Readers of The Telegraph are somewhat inured to dire warnings from the paper’s International Business Editor Ambrose Evans-Pritchard. However, his articles are well-researched and in the case of a piece this week, well balanced with arguments for and against his central theme that the bond market, supported by wider data, is showing sufficient warning signs regarding a recession that we should take the prospect seriously.
The piece isn’t alone in calling out the inversion of the U.S. bond market as a warning sign.
Simply put, the yield on 10-year U.S. Treasuries slipping below shorter-dated maturities tends to be a reliable indicator that a contraction is coming.
As this graph from The Telegraph, illustrates the yield curve has proved a remarkably accurate predictor of America’s post-war recessions.
This is the first time that the curve has turned negative since 2007, just ahead of the last financial crisis. In an earlier post, Evans-Prichard explains that inversions actually mean something important — that bond investors think interest rates are going to be lower in the future than they are now.
A bet on lower interest rates is a bet on lower inflation and poor growth — a sentiment that can become self-fulfilling.
If the yield curve were to shortly switch back into positive territory, it may be treated as an anomaly.
Meanwhile, 10-year German Bund yields recently crashed below zero after a gauge of manufacturing orders dropped to what the article terms slump levels of 40.7 (last seen in 2009). It could be a negative return on 10-year German Bunds is making higher-yielding U.S. Treasuries seem an attractive alternative and, in the process, distorting the market.
Other indicators, however, suggest this could be part of a wider malaise.
Trade war or not, the Chinese economy is in the grip of a long-term cyclical and structural slowdown.

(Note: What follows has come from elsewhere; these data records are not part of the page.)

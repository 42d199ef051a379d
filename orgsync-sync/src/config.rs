//! Where the sheet comes from and where the JSON goes.
//!
//! The source is resolved once, at the binary boundary, from the process
//! environment and an optional YAML file. Nothing below this module reads the
//! environment.
//!
//! Source precedence: `SHEET_CSV_URL` > `source_url` (file) > `ORGS_SHEET_ID`
//! (env) > `sheet_id` (file). Empty values count as unset.

use std::path::{Path, PathBuf};

use serde::Deserialize;

use orgsync_core::Shape;

use crate::error::{io_err, SyncError};

/// Required unless a sheet id is given instead.
pub const SOURCE_URL_VAR: &str = "SHEET_CSV_URL";
pub const SHEET_ID_VAR: &str = "ORGS_SHEET_ID";
pub const SHEET_GID_VAR: &str = "ORGS_SHEET_GID";

pub const DEFAULT_OUTPUT: &str = "data/orgs.json";
pub const DEFAULT_GID: &str = "0";

/// Optional `orgsync.yaml` contents. Every field may be omitted.
#[derive(Debug, Clone, Default, PartialEq, Eq, Deserialize)]
#[serde(deny_unknown_fields)]
pub struct FileConfig {
    pub source_url: Option<String>,
    pub sheet_id: Option<String>,
    pub gid: Option<String>,
    pub output: Option<PathBuf>,
    pub shape: Option<Shape>,
    pub timeout_secs: Option<u64>,
}

impl FileConfig {
    pub fn load(path: &Path) -> Result<Self, SyncError> {
        let contents = std::fs::read_to_string(path).map_err(|e| io_err(path, e))?;
        serde_yaml::from_str(&contents).map_err(|source| SyncError::Config {
            path: path.to_path_buf(),
            source,
        })
    }
}

/// The resolved CSV source.
#[derive(Debug, Clone, PartialEq, Eq)]
pub struct SourceConfig {
    pub url: String,
}

impl SourceConfig {
    pub fn new(url: impl Into<String>) -> Self {
        Self { url: url.into() }
    }

    /// Resolve from the process environment, falling back to `file`.
    pub fn from_env(file: &FileConfig) -> Result<Self, SyncError> {
        Self::resolve(|key| std::env::var(key).ok(), file)
    }

    /// Resolve using `lookup` for environment values.
    pub fn resolve<F>(lookup: F, file: &FileConfig) -> Result<Self, SyncError>
    where
        F: Fn(&str) -> Option<String>,
    {
        let env = |key: &str| non_empty(lookup(key));

        if let Some(url) = env(SOURCE_URL_VAR).or_else(|| non_empty(file.source_url.clone())) {
            return Ok(Self::new(url));
        }

        let sheet_id = env(SHEET_ID_VAR).or_else(|| non_empty(file.sheet_id.clone()));
        if let Some(sheet_id) = sheet_id {
            let gid = env(SHEET_GID_VAR)
                .or_else(|| non_empty(file.gid.clone()))
                .unwrap_or_else(|| DEFAULT_GID.to_string());
            return Ok(Self::new(sheet_export_url(&sheet_id, &gid)));
        }

        Err(SyncError::MissingSource {
            var: SOURCE_URL_VAR,
            fallback: SHEET_ID_VAR,
        })
    }
}

/// CSV export URL for a publicly readable Google Sheet tab.
pub fn sheet_export_url(sheet_id: &str, gid: &str) -> String {
    format!("https://docs.google.com/spreadsheets/d/{sheet_id}/export?format=csv&gid={gid}")
}

fn non_empty(value: Option<String>) -> Option<String> {
    value
        .map(|v| v.trim().to_string())
        .filter(|v| !v.is_empty())
}
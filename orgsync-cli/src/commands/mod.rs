//! Subcommands and the arguments they share.

pub mod diff;
pub mod sync;

use std::path::PathBuf;
use std::time::Duration;

use anyhow::{Context, Result};
use clap::Args;

use orgsync_core::Shape;
use orgsync_sync::{FileConfig, SourceConfig, SyncOptions};

/// Where to read from and what to write, shared by `sync` and `diff`.
#[derive(Args, Debug)]
pub struct JobArgs {
    /// Output file [default: data/orgs.json].
    #[arg(long, short = 'o', value_name = "PATH")]
    pub output: Option<PathBuf>,

    /// Output shape: records | assignments | signups | sites [default: records].
    #[arg(long, short = 's', value_name = "SHAPE")]
    pub shape: Option<Shape>,

    /// Give up on the fetch after this many seconds (no limit by default).
    #[arg(long, value_name = "SECS")]
    pub timeout: Option<u64>,

    /// YAML file with source_url / sheet_id / gid / output / shape / timeout_secs.
    #[arg(long, short = 'c', value_name = "FILE")]
    pub config: Option<PathBuf>,
}

impl JobArgs {
    /// Read the config file and the environment once; flags win over the file.
    pub fn resolve(&self, dry_run: bool) -> Result<(SourceConfig, SyncOptions)> {
        let file = match &self.config {
            Some(path) => FileConfig::load(path)
                .with_context(|| format!("failed to load config '{}'", path.display()))?,
            None => FileConfig::default(),
        };

        let source = SourceConfig::from_env(&file)?;

        let mut options = SyncOptions::from_file(&file);
        if let Some(output) = &self.output {
            options.output = output.clone();
        }
        if let Some(shape) = self.shape {
            options.shape = shape;
        }
        if let Some(secs) = self.timeout {
            options.timeout = Some(Duration::from_secs(secs));
        }
        options.dry_run = dry_run;

        tracing::debug!(
            "source {} → {} ({} shape)",
            source.url,
            options.output.display(),
            options.shape
        );
        Ok((source, options))
    }
}
//! Volunteer sign-up form export → `{ "<normalized name>": signup }`.
//!
//! Only a first and last name are required. Missing optional columns are
//! written as empty strings.

use serde::Serialize;

use crate::keyed::{name_key, ByName, Entry, FIRST_NAME, LAST_NAME};
use crate::text::clean_phone;
use crate::types::{Dataset, Record};

const EMAIL: &[&str] = &["Email", "Email Address", "email"];
const PHONE: &[&str] = &["Phone", "Phone Number", "phone"];
const PREFERRED_ORG: &[&str] = &["Preferred Organization", "Organization", "preferredOrg"];
const TIMESTAMP: &[&str] = &["Timestamp", "timestamp"];

#[derive(Debug, Clone, PartialEq, Eq, Serialize)]
#[serde(rename_all = "camelCase")]
pub struct Signup {
    pub first: String,
    pub last: String,
    pub email: String,
    pub phone: String,
    pub preferred_org: String,
    pub timestamp: String,
}

impl Signup {
    /// `None` when the row lacks a first or last name.
    pub fn from_record(record: &Record) -> Option<Self> {
        let first = record.lookup(FIRST_NAME);
        let last = record.lookup(LAST_NAME);
        if first.is_empty() || last.is_empty() {
            return None;
        }
        Some(Self {
            first: first.to_owned(),
            last: last.to_owned(),
            email: record.lookup(EMAIL).to_owned(),
            phone: clean_phone(record.lookup(PHONE)).to_owned(),
            preferred_org: record.lookup(PREFERRED_ORG).to_owned(),
            timestamp: record.lookup(TIMESTAMP).to_owned(),
        })
    }

    pub fn key(&self) -> String {
        name_key(&self.first, &self.last)
    }
}

pub type SignupEntry = Entry<Signup>;

/// Sign-ups keyed by normalized name, in first-seen order.
pub type Signups = ByName<Signup>;

pub fn build_signups(dataset: &Dataset) -> Signups {
    dataset
        .iter()
        .filter_map(Signup::from_record)
        .map(|item| (item.key(), item))
        .collect()
}
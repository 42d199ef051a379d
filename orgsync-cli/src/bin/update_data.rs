//! `update-data` — deprecated; use `orgsync sync`.
//!
//! Kept so existing cron entries and CI jobs keep working. Runs
//! `python3 scripts/sync_sheets.py` with inherited stdio and exits 1 if it
//! fails. Takes no flags and reads no environment of its own.

use std::process::ExitCode;

use orgsync_sync::delegate::{run_legacy_script, REPLACEMENT};

fn main() -> ExitCode {
    orgsync_sync::logging::init_tracing();
    eprintln!("warning: `update-data` is deprecated; run `{REPLACEMENT}` instead");

    match run_legacy_script() {
        Ok(()) => ExitCode::SUCCESS,
        Err(err) => {
            eprintln!("Error: {err}");
            ExitCode::FAILURE
        }
    }
}
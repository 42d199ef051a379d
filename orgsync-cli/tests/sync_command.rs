use std::fs;
use std::io::{Read, Write};
use std::net::TcpListener;
use std::path::Path;
use std::process::Command;
use std::thread::{self, JoinHandle};

use assert_cmd::prelude::*;
use predicates::prelude::*;
use predicates::str::contains;
use tempfile::TempDir;

/// `orgsync` run from `cwd` with a clean source environment.
fn orgsync_cmd(cwd: &Path) -> Command {
    let mut cmd = Command::new(assert_cmd::cargo::cargo_bin!("orgsync"));
    cmd.current_dir(cwd)
        .env_remove("SHEET_CSV_URL")
        .env_remove("ORGS_SHEET_ID")
        .env_remove("ORGS_SHEET_GID")
        .env_remove("RUST_LOG");
    cmd
}

fn serve_once(status: &'static str, body: &'static str) -> (String, JoinHandle<()>) {
    let listener = TcpListener::bind("127.0.0.1:0").expect("bind");
    let addr = listener.local_addr().expect("addr");
    let handle = thread::spawn(move || {
        let (mut stream, _) = listener.accept().expect("accept");
        let mut request = Vec::new();
        let mut buf = [0u8; 1024];
        while !request.windows(4).any(|w| w == b"\r\n\r\n") {
            let n = stream.read(&mut buf).expect("read request");
            if n == 0 {
                break;
            }
            request.extend_from_slice(&buf[..n]);
        }
        let response = format!(
            "HTTP/1.1 {status}\r\nContent-Length: {}\r\nConnection: close\r\n\r\n{body}",
            body.len()
        );
        stream.write_all(response.as_bytes()).expect("write response");
    });
    (format!("http://{addr}/export.csv"), handle)
}

#[test]
fn missing_source_url_exits_1_and_writes_nothing() {
    let cwd = TempDir::new().expect("cwd");

    orgsync_cmd(cwd.path())
        .arg("sync")
        .assert()
        .code(1)
        .stdout(predicate::str::is_empty())
        .stderr(contains("SHEET_CSV_URL"));

    assert!(!cwd.path().join("data").exists(), "no output without config");
}

#[test]
fn not_found_exits_1_with_status_in_diagnostic() {
    let cwd = TempDir::new().expect("cwd");
    let (url, server) = serve_once("404 Not Found", "");

    orgsync_cmd(cwd.path())
        .env("SHEET_CSV_URL", &url)
        .arg("sync")
        .assert()
        .code(1)
        .stderr(contains("404").and(contains("Not Found")));
    server.join().expect("server thread");

    assert!(!cwd.path().join("data").exists(), "no output on failed fetch");
}

#[test]
fn unwritable_output_exits_1_with_one_error_line() {
    let cwd = TempDir::new().expect("cwd");
    // `data` is a file, so `data/orgs.json` cannot be created.
    fs::write(cwd.path().join("data"), "not a directory").expect("seed");
    let (url, server) = serve_once("200 OK", "name\nAcme\n");

    let output = orgsync_cmd(cwd.path())
        .env("SHEET_CSV_URL", &url)
        .arg("sync")
        .output()
        .expect("run orgsync");
    server.join().expect("server thread");

    assert_eq!(output.status.code(), Some(1));
    assert!(output.stdout.is_empty(), "no status line on failure");
    let stderr = String::from_utf8_lossy(&output.stderr);
    assert_eq!(stderr.lines().count(), 1, "stderr was:\n{stderr}");
    assert!(stderr.starts_with("Error: "), "stderr was:\n{stderr}");
    assert!(stderr.contains("data"), "stderr was:\n{stderr}");
    assert_eq!(
        fs::read_to_string(cwd.path().join("data")).expect("data"),
        "not a directory"
    );
}

#[test]
fn sync_writes_data_orgs_json_and_reports_count() {
    let cwd = TempDir::new().expect("cwd");
    let (url, server) = serve_once("200 OK", "name,city\nAcme,Springfield\n,,\n");

    orgsync_cmd(cwd.path())
        .env("SHEET_CSV_URL", &url)
        .arg("sync")
        .assert()
        .success()
        .stdout("Wrote 1 records to data/orgs.json\n");
    server.join().expect("server thread");

    let written = fs::read_to_string(cwd.path().join("data").join("orgs.json")).expect("output");
    assert_eq!(
        written,
        "[\n  {\n    \"name\": \"Acme\",\n    \"city\": \"Springfield\"\n  }\n]"
    );
}

#[test]
fn rerun_with_same_content_is_byte_identical() {
    let cwd = TempDir::new().expect("cwd");
    let output = cwd.path().join("data").join("orgs.json");
    let mut runs = Vec::new();

    for _ in 0..2 {
        let (url, server) = serve_once("200 OK", "org,email\nShelter,a@example.org\nPantry,\n");
        orgsync_cmd(cwd.path())
            .env("SHEET_CSV_URL", &url)
            .arg("sync")
            .assert()
            .success();
        server.join().expect("server thread");
        runs.push(fs::read(&output).expect("output"));
    }

    assert_eq!(runs[0], runs[1]);
}

#[test]
fn dry_run_reports_without_writing() {
    let cwd = TempDir::new().expect("cwd");
    let (url, server) = serve_once("200 OK", "name\nAcme\n");

    orgsync_cmd(cwd.path())
        .env("SHEET_CSV_URL", &url)
        .args(["sync", "--dry-run"])
        .assert()
        .success()
        .stdout(contains("[dry-run] Would write 1 records to data/orgs.json"));
    server.join().expect("server thread");

    assert!(!cwd.path().join("data").exists(), "dry-run must not create files");
}

#[test]
fn shape_and_output_flags() {
    let cwd = TempDir::new().expect("cwd");
    let (url, server) = serve_once(
        "200 OK",
        "First name,Last name,Site\nAda,Lovelace,Food Bank\nAda,Lovelace,Library\n",
    );

    orgsync_cmd(cwd.path())
        .env("SHEET_CSV_URL", &url)
        .args(["sync", "--shape", "assignments", "--output", "out/assignments.json"])
        .assert()
        .success()
        .stdout(contains("Wrote 1 assignments to out/assignments.json"));
    server.join().expect("server thread");

    let written = fs::read_to_string(cwd.path().join("out").join("assignments.json")).expect("output");
    let value: serde_json::Value = serde_json::from_str(&written).expect("json");
    assert_eq!(value["adalovelace"].as_array().map(Vec::len), Some(2));
}

#[test]
fn config_file_supplies_source_and_output() {
    let cwd = TempDir::new().expect("cwd");
    let (url, server) = serve_once("200 OK", "Site Name\nDepot\n");
    fs::write(
        cwd.path().join("orgsync.yaml"),
        format!("source_url: {url}\noutput: data/sites.json\nshape: sites\n"),
    )
    .expect("write config");

    orgsync_cmd(cwd.path())
        .args(["sync", "--config", "orgsync.yaml"])
        .assert()
        .success()
        .stdout(contains("Wrote 1 sites to data/sites.json"));
    server.join().expect("server thread");

    assert!(cwd.path().join("data").join("sites.json").exists());
}

#[test]
fn unknown_shape_is_rejected_by_argument_parsing() {
    let cwd = TempDir::new().expect("cwd");
    orgsync_cmd(cwd.path())
        .env("SHEET_CSV_URL", "http://127.0.0.1:9/export.csv")
        .args(["sync", "--shape", "orgs"])
        .assert()
        .failure()
        .stderr(contains("unknown shape"));
}

#[test]
fn diff_shows_additions_and_writes_nothing() {
    let cwd = TempDir::new().expect("cwd");
    let (url, server) = serve_once("200 OK", "name\nAcme\n");

    orgsync_cmd(cwd.path())
        .env("SHEET_CSV_URL", &url)
        .env("NO_COLOR", "1")
        .arg("diff")
        .assert()
        .success()
        .stdout(contains("+++ b/data/orgs.json").and(contains("\"name\": \"Acme\"")));
    server.join().expect("server thread");

    assert!(!cwd.path().join("data").exists());
}

#[test]
fn diff_reports_no_differences_after_sync() {
    let cwd = TempDir::new().expect("cwd");

    let (url, server) = serve_once("200 OK", "name\nAcme\n");
    orgsync_cmd(cwd.path())
        .env("SHEET_CSV_URL", &url)
        .arg("sync")
        .assert()
        .success();
    server.join().expect("server thread");

    let (url, server) = serve_once("200 OK", "name\nAcme\n");
    orgsync_cmd(cwd.path())
        .env("SHEET_CSV_URL", &url)
        .arg("diff")
        .assert()
        .success()
        .stdout(contains("No differences for data/orgs.json."));
    server.join().expect("server thread");
}
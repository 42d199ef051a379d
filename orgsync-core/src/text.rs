//! Small string helpers shared by the parser and the shapes.

/// Whitespace as spreadsheet exports see it: Unicode whitespace plus the
/// UTF-8 byte-order mark that some exports prepend.
pub fn is_trimmable(c: char) -> bool {
    c.is_whitespace() || c == '\u{feff}'
}

pub fn trim(s: &str) -> &str {
    s.trim_matches(is_trimmable)
}

/// Lower-case and keep only `[a-z0-9]`. Used to key people by name.
///
/// ```
/// assert_eq!(orgsync_core::text::norm(" Mary-Jane O'Neil "), "maryjaneoneil");
/// ```
pub fn norm(s: &str) -> String {
    trim(s)
        .to_lowercase()
        .chars()
        .filter(|c| c.is_ascii_lowercase() || c.is_ascii_digit())
        .collect()
}

/// Phone cell as text: trimmed, without the `.0` a sheet adds when it stored
/// the number as a float.
///
/// ```
/// assert_eq!(orgsync_core::text::clean_phone(" 5550100.0 "), "5550100");
/// ```
pub fn clean_phone(s: &str) -> &str {
    let s = trim(s);
    s.strip_suffix(".0").unwrap_or(s)
}

/// Lower-case, collapse every run outside `[a-z0-9]` into one `-`, and strip
/// leading/trailing dashes.
///
/// ```
/// assert_eq!(orgsync_core::text::slugify("  St. Mary's -- Food Bank "), "st-mary-s-food-bank");
/// ```
pub fn slugify(s: &str) -> String {
    let mut slug = String::with_capacity(s.len());
    let mut pending_dash = false;
    for c in trim(s).to_lowercase().chars() {
        if c.is_ascii_lowercase() || c.is_ascii_digit() {
            if pending_dash && !slug.is_empty() {
                slug.push('-');
            }
            pending_dash = false;
            slug.push(c);
        } else {
            pending_dash = true;
        }
    }
    slug
}
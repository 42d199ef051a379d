//! orgsync — spreadsheet CSV export → JSON data file.
//!
//! # Usage
//!
//! ```text
//! SHEET_CSV_URL=<url> orgsync sync [--output <path>] [--shape records|assignments|signups|sites]
//!                                 [--timeout <secs>] [--config <file>] [--dry-run]
//! SHEET_CSV_URL=<url> orgsync diff [--output <path>] [--shape ...] [--timeout <secs>] [--config <file>]
//! ```

mod commands;

use std::process::ExitCode;

use anyhow::Result;
use clap::{Parser, Subcommand};

use commands::{diff::DiffArgs, sync::SyncArgs};

// ---------------------------------------------------------------------------
// CLI entry point
// ---------------------------------------------------------------------------

#[derive(Parser, Debug)]
#[command(
    name = "orgsync",
    version,
    about = "Sync a spreadsheet's CSV export into a JSON data file",
    long_about = None,
)]
struct Cli {
    #[command(subcommand)]
    command: Commands,
}

#[derive(Subcommand, Debug)]
enum Commands {
    /// Fetch the sheet and write the JSON output file.
    Sync(SyncArgs),

    /// Show a unified diff of what sync would write.
    Diff(DiffArgs),
}

// ---------------------------------------------------------------------------
// Main
// ---------------------------------------------------------------------------

fn main() -> ExitCode {
    orgsync_sync::logging::init_tracing();
    let cli = Cli::parse();
    match run(cli) {
        Ok(()) => ExitCode::SUCCESS,
        Err(err) => {
            eprintln!("Error: {err:#}");
            ExitCode::FAILURE
        }
    }
}

fn run(cli: Cli) -> Result<()> {
    match cli.command {
        Commands::Sync(args) => args.run(),
        Commands::Diff(args) => args.run(),
    }
}
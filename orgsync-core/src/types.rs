//! Domain types for parsed spreadsheet data.
//!
//! A [`Dataset`] is built once per run from the fetched CSV text and never
//! mutated afterwards. Key order is significant everywhere: it is the order
//! the JSON output is written in.

use std::collections::HashMap;

use serde::ser::{Serialize, SerializeMap, Serializer};

use crate::text::trim;

// ---------------------------------------------------------------------------
// OrderedMap
// ---------------------------------------------------------------------------

/// String-keyed map that iterates and serializes in insertion order.
///
/// Re-inserting an existing key replaces the value in place: the key keeps the
/// position of its first insertion.
#[derive(Debug, Clone, PartialEq, Eq)]
pub struct OrderedMap<V> {
    entries: Vec<(String, V)>,
    index: HashMap<String, usize>,
}

impl<V> Default for OrderedMap<V> {
    fn default() -> Self {
        Self {
            entries: Vec::new(),
            index: HashMap::new(),
        }
    }
}

impl<V> OrderedMap<V> {
    pub fn new() -> Self {
        Self::default()
    }

    /// Insert `value` under `key`, returning the previous value if the key was
    /// already present.
    pub fn insert(&mut self, key: impl Into<String>, value: V) -> Option<V> {
        let key = key.into();
        match self.index.get(&key) {
            Some(&pos) => Some(std::mem::replace(&mut self.entries[pos].1, value)),
            None => {
                self.index.insert(key.clone(), self.entries.len());
                self.entries.push((key, value));
                None
            }
        }
    }

    pub fn get(&self, key: &str) -> Option<&V> {
        self.index.get(key).map(|&pos| &self.entries[pos].1)
    }

    pub fn get_mut(&mut self, key: &str) -> Option<&mut V> {
        match self.index.get(key) {
            Some(&pos) => Some(&mut self.entries[pos].1),
            None => None,
        }
    }

    pub fn len(&self) -> usize {
        self.entries.len()
    }

    pub fn is_empty(&self) -> bool {
        self.entries.is_empty()
    }

    pub fn keys(&self) -> impl Iterator<Item = &str> {
        self.entries.iter().map(|(k, _)| k.as_str())
    }

    pub fn values(&self) -> impl Iterator<Item = &V> {
        self.entries.iter().map(|(_, v)| v)
    }

    pub fn iter(&self) -> impl Iterator<Item = (&str, &V)> {
        self.entries.iter().map(|(k, v)| (k.as_str(), v))
    }
}

impl<V: Serialize> Serialize for OrderedMap<V> {
    fn serialize<S: Serializer>(&self, serializer: S) -> Result<S::Ok, S::Error> {
        let mut map = serializer.serialize_map(Some(self.entries.len()))?;
        for (k, v) in &self.entries {
            map.serialize_entry(k, v)?;
        }
        map.end()
    }
}

// ---------------------------------------------------------------------------
// Record
// ---------------------------------------------------------------------------

/// One data row: header name → cell value, in header order.
#[derive(Debug, Clone, Default, PartialEq, Eq, serde::Serialize)]
#[serde(transparent)]
pub struct Record(OrderedMap<String>);

impl Record {
    pub fn new() -> Self {
        Self::default()
    }

    /// Set a field. A repeated field name overwrites the earlier value but
    /// keeps its position.
    pub fn insert(&mut self, field: impl Into<String>, value: impl Into<String>) {
        self.0.insert(field, value.into());
    }

    pub fn get(&self, field: &str) -> Option<&str> {
        self.0.get(field).map(String::as_str)
    }

    /// Value of the first candidate that names a field, compared
    /// case-insensitively after trimming. Returns `""` when none match.
    pub fn lookup(&self, candidates: &[&str]) -> &str {
        for candidate in candidates {
            let wanted = trim(candidate).to_lowercase();
            for (field, value) in self.0.iter() {
                if trim(field).to_lowercase() == wanted {
                    return trim(value);
                }
            }
        }
        ""
    }

    pub fn keys(&self) -> impl Iterator<Item = &str> {
        self.0.keys()
    }

    /// `true` when every value is empty after trimming.
    pub fn is_blank(&self) -> bool {
        self.0.values().all(|v| trim(v).is_empty())
    }
}

impl<K: Into<String>, V: Into<String>> FromIterator<(K, V)> for Record {
    fn from_iter<I: IntoIterator<Item = (K, V)>>(iter: I) -> Self {
        let mut record = Record::new();
        for (k, v) in iter {
            record.insert(k, v);
        }
        record
    }
}

// ---------------------------------------------------------------------------
// Dataset
// ---------------------------------------------------------------------------

/// Non-blank records in source order, plus the header row they were keyed by.
///
/// Serializes as a plain JSON array of record objects.
#[derive(Debug, Clone, Default, PartialEq, Eq)]
pub struct Dataset {
    headers: Vec<String>,
    records: Vec<Record>,
}

impl Dataset {
    /// Build a dataset, dropping every blank record.
    pub fn from_records(headers: Vec<String>, records: impl IntoIterator<Item = Record>) -> Self {
        let mut dropped = 0usize;
        let records = records
            .into_iter()
            .filter(|r| {
                let keep = !r.is_blank();
                if !keep {
                    dropped += 1;
                }
                keep
            })
            .collect::<Vec<_>>();
        if dropped > 0 {
            tracing::debug!("dropped {dropped} blank row(s)");
        }
        Self { headers, records }
    }

    pub fn headers(&self) -> &[String] {
        &self.headers
    }

    pub fn records(&self) -> &[Record] {
        &self.records
    }

    pub fn iter(&self) -> std::slice::Iter<'_, Record> {
        self.records.iter()
    }

    pub fn len(&self) -> usize {
        self.records.len()
    }

    pub fn is_empty(&self) -> bool {
        self.records.is_empty()
    }
}

impl Serialize for Dataset {
    fn serialize<S: Serializer>(&self, serializer: S) -> Result<S::Ok, S::Error> {
        serializer.collect_seq(&self.records)
    }
}

impl<'a> IntoIterator for &'a Dataset {
    type Item = &'a Record;
    type IntoIter = std::slice::Iter<'a, Record>;

    fn into_iter(self) -> Self::IntoIter {
        self.records.iter()
    }
}

// ---------------------------------------------------------------------------
// Tests
// ---------------------------------------------------------------------------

Recent fiscal stimulus from tax cuts and spending could add about 1%, to GDP but this is a far cry from the stimulus of 4% in 2015-16 and 10% of GDP a decade ago following the financial crisis.
China isn’t going to ride to the rescue this time. The article quotes Capital Economic’s proxy measures of the Chinese economy, suggesting real growth is closer to 4.0-4.5% this year. Even with the uplift in sentiment that a settlement to the trade dispute between the U.S. and China may bring, it is unlikely this will result in a strong resurgence in global growth.
Europe, in particular, has no room for stimulus with the European Central Bank stopping quantitative easing last year and negative interest rates still prevailing in some economies. Heavily indebted states, like Italy, are said to be into the third quarter of recession just as bank credit is becoming constrained.
Despite some of the dire data, Evans-Prichard is not predicting an outright recession, but rather a period of stagnation during next year. His view is predicated on the expectation that the U.S. should continue with positive — if slowing — growth and that emerging-market growth may be sufficient to offset the slowdown in Europe.
Nevertheless, he cautions a close watch on that inverted yield curve; if it perseveres, it could be a harbinger of worse to come.